| INPUT RECORDS |
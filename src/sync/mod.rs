use crate::error::SyncError;
use crate::models::{MovieDetail, TmdbId};
use crate::radarr::RadarrClient;
use crate::tmdb::TmdbClient;
use futures::future::join_all;
use std::collections::HashSet;
use std::time::Duration;
use tokio::time::sleep;
use tracing::{error, info};

/// The reconciliation loop: sleep for the configured interval, run one
/// cycle, repeat forever. A failed cycle is logged and the loop carries on;
/// the next cycle recomputes everything from scratch.
pub struct SyncRunner {
    tmdb: TmdbClient,
    radarr: RadarrClient,
    interval: Duration,
}

impl SyncRunner {
    pub fn new(tmdb: TmdbClient, radarr: RadarrClient, interval: Duration) -> Self {
        Self {
            tmdb,
            radarr,
            interval,
        }
    }

    pub async fn run(&self) {
        loop {
            info!("Sleeping for {} seconds", self.interval.as_secs());
            sleep(self.interval).await;

            if let Err(e) = self.run_cycle().await {
                error!("Sync cycle failed: {}", e);
            }
        }
    }

    /// One fetch-diff-resolve-submit cycle. The stages are strictly
    /// sequential; only work within a stage runs concurrently.
    async fn run_cycle(&self) -> Result<(), SyncError> {
        let listed = self.tmdb.listed_ids().await?;
        let managed = self.radarr.managed_ids().await?;
        info!("Retrieved {} movies from Radarr", managed.len());

        let missing = missing_ids(&listed, &managed);
        if missing.is_empty() {
            info!("No movies to add to Radarr");
            return Ok(());
        }
        info!("{} movies to add with TMDB IDs: {:?}", missing.len(), missing);

        // Release dates on the list payload are unreliable; resolve each
        // movie against the detail endpoint before submitting.
        let lookups = missing.iter().map(|&id| self.tmdb.movie_detail(id));
        let details: Vec<MovieDetail> = join_all(lookups).await.into_iter().flatten().collect();
        info!("{} movie(s) eligible to be added to Radarr", details.len());

        // Submissions are fire-and-forget per movie, but the whole batch is
        // awaited so the cycle has a defined end before the next sleep.
        join_all(details.iter().map(|detail| self.radarr.add_movie(detail))).await;

        Ok(())
    }
}

/// `listed − managed`: the ids to acquire. This system only ever adds,
/// never removes, so the difference is one-directional.
pub fn missing_ids(listed: &HashSet<TmdbId>, managed: &HashSet<TmdbId>) -> HashSet<TmdbId> {
    listed.difference(managed).copied().collect()
}
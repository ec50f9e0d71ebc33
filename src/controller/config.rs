//! Controller configuration.

use serde::{Deserialize, Serialize};

use crate::core::{GameConfig, Result};

/// Settings for a controller-driven game.
#[derive(Clone, Debug, PartialEq, Eq, Serialize, Deserialize)]
pub struct ControllerConfig {
    /// Board configuration.
    pub game: GameConfig,

    /// Turns (moves plus passes) after which `run` gives up.
    pub max_turns: usize,
}

impl Default for ControllerConfig {
    fn default() -> Self {
        Self {
            game: GameConfig::default(),
            max_turns: 1_000,
        }
    }
}

impl ControllerConfig {
    /// Set the board side length (builder pattern).
    #[must_use]
    pub fn with_side_length(mut self, side_length: u32) -> Self {
        self.game.side_length = side_length;
        self
    }

    /// Set the turn limit (builder pattern).
    #[must_use]
    pub fn with_max_turns(mut self, max_turns: usize) -> Self {
        self.max_turns = max_turns;
        self
    }

    /// Check the board configuration.
    pub fn validate(&self) -> Result<()> {
        self.game.validate()
    }
}
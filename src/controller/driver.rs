//! Turn-by-turn driver between a model and two strategies.

use serde::{Deserialize, Serialize};
use tracing::{debug, info, instrument};

use crate::core::{Coord, Player, PlayerMap, Result};
use crate::rules::{GameResult, HexReversi, Model};
use crate::strategy::Strategy;

use super::config::ControllerConfig;

/// What happened on one turn.
#[derive(Clone, Debug, PartialEq, Eq, Serialize, Deserialize)]
pub enum TurnOutcome {
    /// `player` played at `at`, flipping `flipped`.
    Moved {
        player: Player,
        at: Coord,
        flipped: Vec<Coord>,
    },
    /// `player` passed.
    Passed(Player),
}

impl TurnOutcome {
    /// The player who took the turn.
    #[must_use]
    pub fn player(&self) -> Player {
        match self {
            TurnOutcome::Moved { player, .. } | TurnOutcome::Passed(player) => *player,
        }
    }
}

/// Mediates between a game and the strategies playing it.
///
/// The controller is the only caller of the model's mutating operations.
/// Strategies see the model through `ReadOnlyModel`. An illegal move
/// proposed by a strategy is returned as `IllegalMove`; the controller does
/// not retry.
pub struct GameController<M: Model = HexReversi> {
    model: M,
    players: PlayerMap<Box<dyn Strategy>>,
    turns_played: usize,
}

impl GameController<HexReversi> {
    /// Build a fresh game from `config` and seat two strategies.
    pub fn from_config(
        config: &ControllerConfig,
        player_one: Box<dyn Strategy>,
        player_two: Box<dyn Strategy>,
    ) -> Result<Self> {
        config.validate()?;
        let model = HexReversi::from_config(&config.game)?;
        Ok(Self::new(model, player_one, player_two))
    }
}

impl<M: Model> GameController<M> {
    /// Seat two strategies at an existing model.
    pub fn new(model: M, player_one: Box<dyn Strategy>, player_two: Box<dyn Strategy>) -> Self {
        Self {
            model,
            players: PlayerMap::from_values(player_one, player_two),
            turns_played: 0,
        }
    }

    /// The model being driven.
    #[must_use]
    pub fn model(&self) -> &M {
        &self.model
    }

    /// Mutable access, e.g. to register listeners before the game starts.
    pub fn model_mut(&mut self) -> &mut M {
        &mut self.model
    }

    /// Give the model back.
    #[must_use]
    pub fn into_model(self) -> M {
        self.model
    }

    /// Turns played through this controller.
    #[must_use]
    pub fn turns_played(&self) -> usize {
        self.turns_played
    }

    /// Ask the current player's strategy for a move and play it, or pass.
    pub fn play_turn(&mut self) -> Result<TurnOutcome> {
        let player = self.model.current_player_color()?;
        let strategy = &mut self.players[player];
        let choice = strategy.choose_move(&self.model)?;

        let outcome = match choice {
            Some(at) => {
                let flipped = self.model.move_at(at)?;
                info!(%player, %at, flipped = flipped.len(), strategy = strategy.name(), "move");
                TurnOutcome::Moved { player, at, flipped }
            }
            None => {
                self.model.pass_turn()?;
                info!(%player, strategy = strategy.name(), "pass");
                TurnOutcome::Passed(player)
            }
        };

        self.turns_played += 1;
        Ok(outcome)
    }

    /// Start the game if needed and play until it is over or `max_turns`
    /// more turns have been played.
    ///
    /// Returns the result if the game finished.
    #[instrument(skip(self))]
    pub fn run(&mut self, max_turns: usize) -> Result<Option<GameResult>> {
        if !self.model.is_started() {
            self.model.start_game()?;
        }

        let mut played = 0;
        while played < max_turns && !self.model.is_game_over()? {
            self.play_turn()?;
            played += 1;
        }

        let result = self.model.winner()?;
        debug!(played, ?result, "run finished");
        Ok(result)
    }
}

impl<M: Model + std::fmt::Debug> std::fmt::Debug for GameController<M> {
    fn fmt(&self, f: &mut std::fmt::Formatter<'_>) -> std::fmt::Result {
        f.debug_struct("GameController")
            .field("model", &self.model)
            .field("player_one", &self.players[Player::One].name())
            .field("player_two", &self.players[Player::Two].name())
            .field("turns_played", &self.turns_played)
            .finish()
    }
}
//! Players and per-player data storage.
//!
//! ## Player
//!
//! The two sides of a game. `Player::One` always moves first and plays the
//! black disks; `Player::Two` plays white. There is no third value, so a
//! "current player" or disk colour can never be anything else.
//!
//! ## PlayerMap
//!
//! Fixed two-slot storage indexed by `Player`.

use serde::{Deserialize, Serialize};
use std::ops::{Index, IndexMut};

/// One of the two players. Doubles as a disk colour.
#[derive(Clone, Copy, Debug, PartialEq, Eq, Hash, PartialOrd, Ord, Serialize, Deserialize)]
pub enum Player {
    /// Moves first; black disks.
    One,
    /// Moves second; white disks.
    Two,
}

impl Player {
    /// Both players, in turn order.
    pub const ALL: [Player; 2] = [Player::One, Player::Two];

    /// The opponent.
    #[must_use]
    pub const fn other(self) -> Self {
        match self {
            Player::One => Player::Two,
            Player::Two => Player::One,
        }
    }

    /// Slot index (0 for One, 1 for Two).
    #[must_use]
    pub const fn index(self) -> usize {
        match self {
            Player::One => 0,
            Player::Two => 1,
        }
    }

    /// Colour name of this player's disks.
    #[must_use]
    pub const fn color_name(self) -> &'static str {
        match self {
            Player::One => "black",
            Player::Two => "white",
        }
    }

    /// Player for a turn-listener side flag.
    #[must_use]
    pub const fn from_first(is_first_player: bool) -> Self {
        if is_first_player {
            Player::One
        } else {
            Player::Two
        }
    }
}

impl std::fmt::Display for Player {
    fn fmt(&self, f: &mut std::fmt::Formatter<'_>) -> std::fmt::Result {
        match self {
            Player::One => write!(f, "Player One"),
            Player::Two => write!(f, "Player Two"),
        }
    }
}

/// Per-player data with O(1) access.
///
/// ```
/// use hex_reversi::core::{Player, PlayerMap};
///
/// let mut score: PlayerMap<u32> = PlayerMap::with_value(0);
/// score[Player::Two] += 3;
/// assert_eq!(score[Player::One], 0);
/// assert_eq!(score[Player::Two], 3);
/// ```
#[derive(Clone, Debug, Default, PartialEq, Eq, Hash, Serialize, Deserialize)]
pub struct PlayerMap<T> {
    data: [T; 2],
}

impl<T> PlayerMap<T> {
    /// Create from a factory function.
    pub fn new(factory: impl Fn(Player) -> T) -> Self {
        Self {
            data: [factory(Player::One), factory(Player::Two)],
        }
    }

    /// Create from explicit values for each player.
    pub fn from_values(one: T, two: T) -> Self {
        Self { data: [one, two] }
    }

    /// Create with both entries set to the same value.
    pub fn with_value(value: T) -> Self
    where
        T: Clone,
    {
        Self::new(|_| value.clone())
    }

    /// Get a reference to a player's data.
    #[must_use]
    pub fn get(&self, player: Player) -> &T {
        &self.data[player.index()]
    }

    /// Get a mutable reference to a player's data.
    pub fn get_mut(&mut self, player: Player) -> &mut T {
        &mut self.data[player.index()]
    }

    /// Iterate over (Player, &T) pairs in turn order.
    pub fn iter(&self) -> impl Iterator<Item = (Player, &T)> {
        Player::ALL.into_iter().zip(self.data.iter())
    }
}

impl<T> Index<Player> for PlayerMap<T> {
    type Output = T;

    fn index(&self, player: Player) -> &Self::Output {
        self.get(player)
    }
}

impl<T> IndexMut<Player> for PlayerMap<T> {
    fn index_mut(&mut self, player: Player) -> &mut Self::Output {
        self.get_mut(player)
    }
}
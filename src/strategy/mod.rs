//! Move selection strategies.
//!
//! A strategy inspects a game through `ReadOnlyModel` and proposes the next
//! move for the current player, or `None` to pass. Strategies never mutate
//! the game; the controller plays whatever they return.
//!
//! Ties are always broken towards the upper-left-most coordinate, i.e. the
//! smallest `Coord`, so deterministic strategies stay deterministic no matter
//! how the board is stored.

mod heuristics;
mod random;

pub use heuristics::{CornerSeeking, FirstLegal, MaxCapture};
pub use random::RandomMove;

use crate::core::{Coord, Result};
use crate::rules::ReadOnlyModel;

/// Chooses moves for one player.
pub trait Strategy {
    /// Short name for logs.
    fn name(&self) -> &str;

    /// Pick a move for the current player, or `None` to pass.
    fn choose_move(&mut self, model: &dyn ReadOnlyModel) -> Result<Option<Coord>>;
}

impl<S: Strategy + ?Sized> Strategy for Box<S> {
    fn name(&self) -> &str {
        (**self).name()
    }

    fn choose_move(&mut self, model: &dyn ReadOnlyModel) -> Result<Option<Coord>> {
        (**self).choose_move(model)
    }
}
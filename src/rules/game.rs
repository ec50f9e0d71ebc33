//! The hexagonal Reversi game.
//!
//! `HexReversi` owns the board, the current player and the started flag.
//! It is the only writer of its board; everything else sees copies.
//!
//! ## Lifecycle
//!
//! - created unstarted with Player One to move
//! - listeners may only be registered before `start_game`
//! - `start_game` notifies Player One's turn listeners
//! - every successful `move_at` or `pass_turn` hands the turn over, fires
//!   state listeners, then the new current player's turn listeners
//!
//! Game over is never stored: it is recomputed from the board each time.

use tracing::{debug, instrument, warn};

use crate::board::Board;
use crate::core::{Coord, GameConfig, Player, Result, ReversiError};
use crate::listeners::{ListenerRegistry, StateHandler, TurnHandler};

use super::capture;
use super::engine::{Model, ReadOnlyModel};

/// Rules engine and game state.
#[derive(Debug)]
pub struct HexReversi {
    board: Board,
    current: Player,
    started: bool,
    listeners: ListenerRegistry,
}

impl HexReversi {
    /// Create an unstarted game on a fresh board.
    #[instrument]
    pub fn new(side_length: u32) -> Result<Self> {
        Ok(Self::from_board(Board::new(side_length)?))
    }

    /// Create an unstarted game from a configuration.
    pub fn from_config(config: &GameConfig) -> Result<Self> {
        config.validate()?;
        Self::new(config.side_length)
    }

    /// Create an unstarted game on an arbitrary position, Player One to move.
    #[must_use]
    pub fn from_board(board: Board) -> Self {
        Self {
            board,
            current: Player::One,
            started: false,
            listeners: ListenerRegistry::new(),
        }
    }

    /// Independent copy with the same board, current player and started
    /// flag. Listeners are not copied.
    #[must_use]
    pub fn copy_model(&self) -> Self {
        Self {
            board: self.board.clone(),
            current: self.current,
            started: self.started,
            listeners: ListenerRegistry::new(),
        }
    }

    /// Whether `player` has any legal move on the current board.
    #[must_use]
    pub fn has_legal_move(&self, player: Player) -> bool {
        capture::has_legal_move(&self.board, player)
    }

    fn ensure_started(&self) -> Result<()> {
        if !self.started {
            return Err(ReversiError::NotStarted);
        }
        Ok(())
    }

    fn ensure_unstarted(&self) -> Result<()> {
        if self.started {
            return Err(ReversiError::AlreadyStarted);
        }
        Ok(())
    }

    fn ensure_on_board(&self, at: Coord) -> Result<()> {
        if !self.board.contains(at) {
            return Err(ReversiError::InvalidCoordinate(at));
        }
        Ok(())
    }

    fn advance_turn(&mut self) {
        self.current = self.current.other();
        debug!(player = %self.current, "turn advanced");
        self.listeners.notify_changed();
        self.listeners.notify_turn(self.current);
    }
}

impl ReadOnlyModel for HexReversi {
    fn side_length(&self) -> u32 {
        self.board.side_length()
    }

    fn is_started(&self) -> bool {
        self.started
    }

    fn is_move_possible(&self, at: Coord) -> Result<bool> {
        self.ensure_started()?;
        self.ensure_on_board(at)?;
        Ok(capture::is_legal(&self.board, at, self.current))
    }

    fn captures_at(&self, at: Coord) -> Result<Vec<Coord>> {
        if !self.is_move_possible(at)? {
            return Ok(Vec::new());
        }
        Ok(capture::captures(&self.board, at, self.current).into_vec())
    }

    fn legal_moves(&self) -> Result<Vec<Coord>> {
        self.ensure_started()?;
        Ok(capture::legal_moves(&self.board, self.current))
    }

    fn any_moves(&self) -> Result<bool> {
        self.ensure_started()?;
        Ok(self.has_legal_move(self.current))
    }

    fn is_game_over(&self) -> Result<bool> {
        self.ensure_started()?;
        if self.board.is_full() {
            return Ok(true);
        }
        Ok(!self.has_legal_move(self.current) && !self.has_legal_move(self.current.other()))
    }

    fn score(&self, player: Player) -> Result<usize> {
        self.ensure_started()?;
        Ok(self.board.count(player))
    }

    fn current_player_color(&self) -> Result<Player> {
        self.ensure_started()?;
        Ok(self.current)
    }

    fn other_player_color(&self) -> Result<Player> {
        self.ensure_started()?;
        Ok(self.current.other())
    }

    fn has_disk(&self, at: Coord) -> Result<bool> {
        self.ensure_started()?;
        self.board.has_disk(at)
    }

    fn top_color(&self, at: Coord) -> Result<Player> {
        self.ensure_started()?;
        self.board.top_color(at)
    }

    fn snapshot(&self) -> Board {
        self.board.clone()
    }

    fn add_read_only_listener(&mut self, handler: StateHandler) -> Result<()> {
        self.ensure_unstarted()?;
        if !self.listeners.add_state(handler) {
            debug!("state listener already registered");
        }
        Ok(())
    }
}

impl Model for HexReversi {
    #[instrument(skip(self), fields(player = %self.current))]
    fn move_at(&mut self, at: Coord) -> Result<Vec<Coord>> {
        self.ensure_started()?;
        self.ensure_on_board(at)?;

        let mover = self.current;
        if self.board.has_disk(at)? {
            warn!(%at, "move on occupied tile rejected");
            return Err(ReversiError::IllegalMove(at));
        }
        let flipped = capture::captures(&self.board, at, mover);
        if flipped.is_empty() {
            warn!(%at, "move without captures rejected");
            return Err(ReversiError::IllegalMove(at));
        }

        self.board.place_disk(at, mover, mover.other())?;
        for &coord in &flipped {
            self.board.flip(coord)?;
        }
        debug!(%at, flipped = flipped.len(), "move played");

        self.advance_turn();
        Ok(flipped.into_vec())
    }

    #[instrument(skip(self), fields(player = %self.current))]
    fn pass_turn(&mut self) -> Result<()> {
        self.ensure_started()?;
        self.advance_turn();
        Ok(())
    }

    #[instrument(skip(self))]
    fn start_game(&mut self) -> Result<()> {
        self.ensure_unstarted()?;
        self.started = true;
        debug!(
            tiles = self.board.len(),
            player_one_listeners = self.listeners.turn_listener_count(Player::One),
            player_two_listeners = self.listeners.turn_listener_count(Player::Two),
            state_listeners = self.listeners.state_listener_count(),
            "game started"
        );
        self.listeners.notify_turn(Player::One);
        Ok(())
    }

    fn add_listener(&mut self, handler: TurnHandler, is_first_player: bool) -> Result<()> {
        self.ensure_unstarted()?;
        let player = Player::from_first(is_first_player);
        if !self.listeners.add_turn(handler, player) {
            debug!(%player, "turn listener already registered");
        }
        Ok(())
    }
}
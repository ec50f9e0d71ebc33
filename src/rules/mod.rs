//! Rules engine.
//!
//! - `capture`: the directional capture search over a board
//! - `engine`: the `ReadOnlyModel` / `Model` traits and `GameResult`
//! - `game`: `HexReversi`, the concrete game state machine
//!
//! Strategies and views see a game only through `ReadOnlyModel`.

pub mod capture;
pub mod engine;
pub mod game;

pub use capture::{Captures, Line};
pub use engine::{GameResult, Model, ReadOnlyModel};
pub use game::HexReversi;
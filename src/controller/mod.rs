//! Controller: runs a game between two strategies.
//!
//! ## Usage
//!
//! ```
//! use hex_reversi::controller::{ControllerConfig, GameController};
//! use hex_reversi::strategy::{CornerSeeking, MaxCapture};
//!
//! let config = ControllerConfig::default().with_side_length(4);
//! let mut controller = GameController::from_config(
//!     &config,
//!     Box::new(CornerSeeking::new()),
//!     Box::new(MaxCapture),
//! )
//! .unwrap();
//!
//! let result = controller.run(config.max_turns).unwrap();
//! assert!(result.is_some());
//! ```

pub mod config;
pub mod driver;

pub use config::ControllerConfig;
pub use driver::{GameController, TurnOutcome};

| BRIEF |
Please restate only the opening stretch of the records above: every line from the first through the one containing "interval, run one", exactly as written.

| TASK SOLUTION |
filename src/sync/mod.rs
use crate::error::SyncError;
use crate::models::{MovieDetail, TmdbId};
use crate::radarr::RadarrClient;
use crate::tmdb::TmdbClient;
use futures::future::join_all;
use std::collections::HashSet;
use std::time::Duration;
use tokio::time::sleep;
use tracing::{error, info};

/// The reconciliation loop: sleep for the configured interval, run one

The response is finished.